• **Task instructions**:
Transcribe the following entries word for word. End with the line where "virtual pinhole camera" appears.

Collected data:
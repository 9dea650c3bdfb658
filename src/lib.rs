//! Depthcam Tools Library
//!
//! A Rust library for streaming depth-camera frames into a volumetric 3-D
//! reconstruction pipeline. This library provides:
//! - Camera models for the raw lens (extended radial-tangential distortion)
//!   and the derived virtual pinhole camera
//! - A pinhole range estimator and a precomputed per-pixel undistortion
//!   lookup table
//! - A remap engine with depth-aware invalidation of missing-return samples
//! - A capture/fusion session state machine over pluggable camera-source and
//!   fusion-engine backends
//!
//! The camera driver and the dense fusion algorithm themselves stay behind
//! the [`source::CameraSource`] and [`fusion::FusionBackend`] traits.

pub mod camera;
pub mod frame;
pub mod fusion;
pub mod session;
pub mod source;
pub mod undistort;

// Re-export commonly used types
pub use camera::{
    CameraModel, CameraModelError, Intrinsics, PinholeModel, RadTanModel, Resolution,
};

pub use frame::{ColorFrame, DepthFrame, NO_DEPTH};

pub use fusion::{CloudOverflow, FusionBackend, FusionEngine, FusionError, PointCloud};

pub use session::{
    CaptureOutcome, EventSink, FrameResult, LogLevel, LogSink, Session, SessionConfig,
    SessionError, SessionState,
};

pub use source::{CameraSource, SourceError, WaitOutcome};

pub use undistort::{
    compute_xy_range, create_pinhole_from_xy_range, remap_color, remap_depth, Interpolation,
    LutEntry, UndistortError, UndistortionTable, XyRange,
};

• **Solution to the problem**:
repository 9dea650c3bdfb658
filename src/lib.rs
//! Depthcam Tools Library
//!
//! A Rust library for streaming depth-camera frames into a volumetric 3-D
//! reconstruction pipeline. This library provides:
//! - Camera models for the raw lens (extended radial-tangential distortion)
//!   and the derived virtual pinhole camera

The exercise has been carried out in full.